In 2008, a thin 17-year-old Somali athlete settled in to her starting block in lane two to prepare for the Olympic 200m dash.
Flanked by women in Lycra outfits, Samia Yusuf Omar stood out in her long black leggings and oversized white t-shirt. On her feet she wore shoes recently donated by the Sudanese women’s track and field team.
At the gunshot, Omar immediately fell behind. The other runners crossed the finishing line several seconds ahead of her, but seeing just how hard she was running, the crowd rose to give Omar the loudest cheer of anyone in the heat.
Charles Robinson, a journalist who watched the race, remembers: “I literally got goosebumps. They were just sort of pushing her.”
When Robinson interviewed Omar after the race the runner explained, embarrassed, that she would have preferred to be applauded for her performance instead of her effort. Seeing the quality of the other athletes in Beijing that year, she had become keenly aware of how few training resources were available to her back home.
On Friday, Somalia’s two newest Olympians will appear in the opening ceremony at the Rio games, continuing a 20-year tradition of sending competitors to The Games despite their country’s turbulent and often violent history. Omar will not be with them, but her story – one of triumph, determination and tragedy – has come to shape the country’s athletes, who have used her untimely death to fight for better protections and support.
Al-Shabaab
When Omar and her team-mates began training for the new athletics season in 2009, they were no longer just facing poor training conditions. They now had to contend with the growing influence of the militant Islamist group, al-Shabaab, which which had come to control all but two key kilometres of the capital, Mogadishu.

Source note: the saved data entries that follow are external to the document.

//! Unbiased Sampling Engine
//!
//! Maps raw CSPRNG bytes onto arbitrary integer and double domains without
//! modulo bias. Integer requests assemble the minimum number of random
//! bytes into a big-endian word and reject the truncation tail before
//! reducing; double requests map a 64-bit draw onto `[0,1)`, scale, round
//! to the requested decimal precision and re-check exclusions with an
//! epsilon comparison. Every retry loop is bounded by
//! [`MAX_DRAW_ATTEMPTS`](super::MAX_DRAW_ATTEMPTS).

use log::warn;
use rand::{CryptoRng, RngCore};
use serde::{Deserialize, Serialize};
use zeroize::Zeroizing;

use super::{SecureRandom, MAX_DRAW_ATTEMPTS};
use crate::error::{DomainError, ExhaustionError, Result};
use crate::validation;

/// Exactly 2^64, the denominator mapping a u64 draw onto `[0,1)`
const TWO_POW_64: f64 = 18_446_744_073_709_551_616.0;

/// Boundary exclusion mode for a sampling request
#[derive(Clone, Copy, Debug, Default, PartialEq, Eq, Serialize, Deserialize)]
pub enum Exclusion {
    /// Both bounds are admissible
    #[default]
    None,
    /// The lower bound is excluded
    Lower,
    /// The upper bound is excluded
    Upper,
    /// Both bounds are excluded
    Both,
}

impl Exclusion {
    /// Whether the lower bound is excluded
    pub fn excludes_lower(self) -> bool {
        matches!(self, Self::Lower | Self::Both)
    }

    /// Whether the upper bound is excluded
    pub fn excludes_upper(self) -> bool {
        matches!(self, Self::Upper | Self::Both)
    }
}

impl std::fmt::Display for Exclusion {
    fn fmt(&self, f: &mut std::fmt::Formatter<'_>) -> std::fmt::Result {
        match self {
            Self::None => write!(f, "no bounds excluded"),
            Self::Lower => write!(f, "the lower bound excluded"),
            Self::Upper => write!(f, "the upper bound excluded"),
            Self::Both => write!(f, "both bounds excluded"),
        }
    }
}

/// A request for one uniformly distributed integer
///
/// Bounds are inclusive unless excluded. Reversed bounds are normalized,
/// not rejected.
#[derive(Clone, Copy, Debug, Serialize, Deserialize)]
pub struct IntegerRequest {
    /// Lower bound
    pub lower: i64,
    /// Upper bound
    pub upper: i64,
    /// Which bounds are excluded from the admissible set
    pub exclusion: Exclusion,
}

impl Default for IntegerRequest {
    fn default() -> Self {
        Self {
            lower: 0,
            upper: 1,
            exclusion: Exclusion::None,
        }
    }
}

impl IntegerRequest {
    /// Request a value from `lower..=upper` with no exclusions
    pub fn new(lower: i64, upper: i64) -> Self {
        Self {
            lower,
            upper,
            exclusion: Exclusion::None,
        }
    }

    /// Set the exclusion mode
    pub fn with_exclusion(mut self, exclusion: Exclusion) -> Self {
        self.exclusion = exclusion;
        self
    }
}

/// A request for one uniformly distributed double
///
/// Bounds are inclusive unless excluded; results are rounded to
/// `fraction_digits` decimal places (valid range 1..=15). Reversed bounds
/// are normalized, not rejected.
#[derive(Clone, Copy, Debug, Serialize, Deserialize)]
pub struct DoubleRequest {
    /// Lower bound
    pub lower: f64,
    /// Upper bound
    pub upper: f64,
    /// Which bounds are excluded from the admissible set
    pub exclusion: Exclusion,
    /// Decimal places kept in the result
    pub fraction_digits: u8,
}

impl Default for DoubleRequest {
    fn default() -> Self {
        Self {
            lower: 0.0,
            upper: 1.0,
            exclusion: Exclusion::None,
            fraction_digits: 3,
        }
    }
}

impl DoubleRequest {
    /// Request a value from `lower..=upper` with no exclusions
    pub fn new(lower: f64, upper: f64) -> Self {
        Self {
            lower,
            upper,
            ..Self::default()
        }
    }

    /// Set the exclusion mode
    pub fn with_exclusion(mut self, exclusion: Exclusion) -> Self {
        self.exclusion = exclusion;
        self
    }

    /// Set the decimal precision of the result
    pub fn with_fraction_digits(mut self, digits: u8) -> Self {
        self.fraction_digits = digits;
        self
    }
}

/// A sampling request, integer or double
#[derive(Clone, Copy, Debug, Serialize, Deserialize)]
pub enum RandomRequest {
    /// Sample an integer
    Integer(IntegerRequest),
    /// Sample a double
    Double(DoubleRequest),
}

impl Default for RandomRequest {
    fn default() -> Self {
        Self::Integer(IntegerRequest::default())
    }
}

/// The outcome of a sampling request
#[derive(Clone, Copy, Debug, PartialEq)]
pub enum Number {
    /// An integer draw
    Integer(i64),
    /// A double draw
    Double(f64),
}

impl Number {
    /// The drawn value as an f64, whichever kind it is
    pub fn as_f64(self) -> f64 {
        match self {
            Self::Integer(v) => v as f64,
            Self::Double(v) => v,
        }
    }
}

impl std::fmt::Display for Number {
    fn fmt(&self, f: &mut std::fmt::Formatter<'_>) -> std::fmt::Result {
        match self {
            Self::Integer(v) => write!(f, "{}", v),
            Self::Double(v) => write!(f, "{}", v),
        }
    }
}

/// Unbiased Random Engine
///
/// Draws from a caller-supplied cryptographically secure source and maps
/// the raw bytes onto the requested domain. All draws are synchronous and
/// no state is carried between calls beyond the source itself.
pub struct RandomEngine<R = SecureRandom> {
    rng: R,
}

impl RandomEngine<SecureRandom> {
    /// Create an engine backed by the operating system CSPRNG
    pub fn secure() -> Result<Self> {
        Ok(Self {
            rng: SecureRandom::new()?,
        })
    }
}

impl<R: RngCore + CryptoRng> RandomEngine<R> {
    /// Create an engine over a caller-supplied secure source
    pub fn new(rng: R) -> Self {
        Self { rng }
    }

    /// Sample one number
    ///
    /// # Errors
    /// [`DomainError`] when the bounds, after applying the exclusion mode,
    /// describe an empty domain; [`ExhaustionError`](crate::ExhaustionError)
    /// when no admissible value appears within the retry budget.
    pub fn sample(&mut self, request: &RandomRequest) -> Result<Number> {
        match request {
            RandomRequest::Integer(req) => self.sample_integer(req).map(Number::Integer),
            RandomRequest::Double(req) => self.sample_double(req).map(Number::Double),
        }
    }

    /// Sample one unbiased integer
    ///
    /// Draws the minimum number of bytes whose big-endian value covers the
    /// range, rejects draws in the truncation tail, then reduces. Rejection
    /// keeps every residue class equally likely.
    pub fn sample_integer(&mut self, request: &IntegerRequest) -> Result<i64> {
        let (lo, hi) = if request.lower <= request.upper {
            (request.lower, request.upper)
        } else {
            (request.upper, request.lower)
        };
        let exclusion = request.exclusion;

        let empty = || DomainError::EmptyIntegerRange {
            lower: request.lower,
            upper: request.upper,
            exclusion,
        };

        let min = if exclusion.excludes_lower() {
            lo.checked_add(1).ok_or_else(empty)?
        } else {
            lo
        };
        let max = if exclusion.excludes_upper() {
            hi.checked_sub(1).ok_or_else(empty)?
        } else {
            hi
        };

        if min > max {
            return Err(empty().into());
        }
        if min == max {
            return Ok(min);
        }

        // The full i64 domain spans 2^64 values, so widen to u128.
        let range = max.wrapping_sub(min) as u64 as u128 + 1;
        let mut byte_len = 1usize;
        let mut cap: u128 = 256;
        while cap < range {
            cap <<= 8;
            byte_len += 1;
        }
        let tail_start = (cap / range) * range;

        for _ in 0..MAX_DRAW_ATTEMPTS {
            let mut buf = Zeroizing::new([0u8; 8]);
            self.rng.fill_bytes(&mut buf[8 - byte_len..]);
            let value = u64::from_be_bytes(*buf) as u128;

            if value >= tail_start {
                // truncation tail, reducing it would skew the distribution
                continue;
            }

            let candidate = min.wrapping_add((value % range) as u64 as i64);

            // Exclusion is already folded into the bounds; re-check with
            // exact equality anyway before handing the value out.
            if exclusion.excludes_lower() && candidate == lo {
                continue;
            }
            if exclusion.excludes_upper() && candidate == hi {
                continue;
            }

            return Ok(candidate);
        }

        let domain = format!("integer {}..={} ({})", request.lower, request.upper, exclusion);
        warn!("integer sampling exhausted: {}", domain);
        Err(ExhaustionError {
            attempts: MAX_DRAW_ATTEMPTS,
            domain,
        }
        .into())
    }

    /// Sample one double, rounded to the requested decimal precision
    ///
    /// A 64-bit draw divided by 2^64 gives a uniform value in `[0,1)`; the
    /// float conversion can land on exactly 1.0, which is redrawn. After
    /// scaling and rounding, excluded bounds are re-checked with an epsilon
    /// comparison since rounding can produce values indistinguishable from
    /// a boundary.
    pub fn sample_double(&mut self, request: &DoubleRequest) -> Result<f64> {
        validation::validate_double_request(request)?;

        let (min, max) = if request.lower <= request.upper {
            (request.lower, request.upper)
        } else {
            (request.upper, request.lower)
        };
        let exclusion = request.exclusion;

        if min == max {
            if exclusion == Exclusion::Both {
                return Err(DomainError::DegenerateOpenInterval { bound: min }.into());
            }
            return Ok(min);
        }

        let factor = 10f64.powi(i32::from(request.fraction_digits));

        for _ in 0..MAX_DRAW_ATTEMPTS {
            let mut buf = [0u8; 8];
            self.rng.fill_bytes(&mut buf);
            let unit = u64::from_be_bytes(buf) as f64 / TWO_POW_64;
            if unit >= 1.0 {
                continue;
            }

            let value = ((min + unit * (max - min)) * factor).round() / factor;

            if exclusion.excludes_lower() && (value - min).abs() < f64::EPSILON {
                continue;
            }
            if exclusion.excludes_upper() && (max - value).abs() < f64::EPSILON {
                continue;
            }
            if value < min || value > max {
                // rounding overshot the interval
                continue;
            }

            return Ok(value);
        }

        let domain = format!("double {}..={} ({})", request.lower, request.upper, exclusion);
        warn!("double sampling exhausted: {}", domain);
        Err(ExhaustionError {
            attempts: MAX_DRAW_ATTEMPTS,
            domain,
        }
        .into())
    }
}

“Of the era of al-Shabaab, it was the worst,” said Leila Samo, a former team-mate of Omar’s, who now plays handball for Somalia. “A girl could not run, could not even walk without wearing heavy robes.”
The group not only banned all sports in the areas they controlled across southern Somalia, but pressured athletes to join their ranks.
“In that time [between 2008-2011], if you wore sports clothes al-Shabaab could have said: ‘Oh, you have leisure time. Come and fight with us’,” says Abdulahi Bare, a middle-distance runner and close friend of Omar’s.
By October 2010, after being forced to relocate to a camp for displaced persons outside the capital, Omar decided to leave Somalia. It had become too difficult for her to train and she dreamed of finding a coach in Europe. By late 2011 she was in Libya, having paid smugglers to transport her across from Ethiopia and up through Sudan.
Her sights still firmly fixed on competing at the summer Olympics, Omar boarded a flimsy, overcrowded boat in April 2012, hoping to arrive in Italy and find the training she so desired. It was a risky plan: she had no connections to professional coaches or teams in Europe and very few friends or family outside of Somalia.
Pushing off with around 70 other people, they soon ran out of petrol, leaving the boat drifting in open water. When an Italian rescue ship finally found them, many of the migrants fought to grab hold of the ropes thrown down to them. In the chaos, many people were knocked into the water – including Omar.
Witnesses said after treading water for a while, Omar eventually went under. She was never seen alive again. She was 21 years old.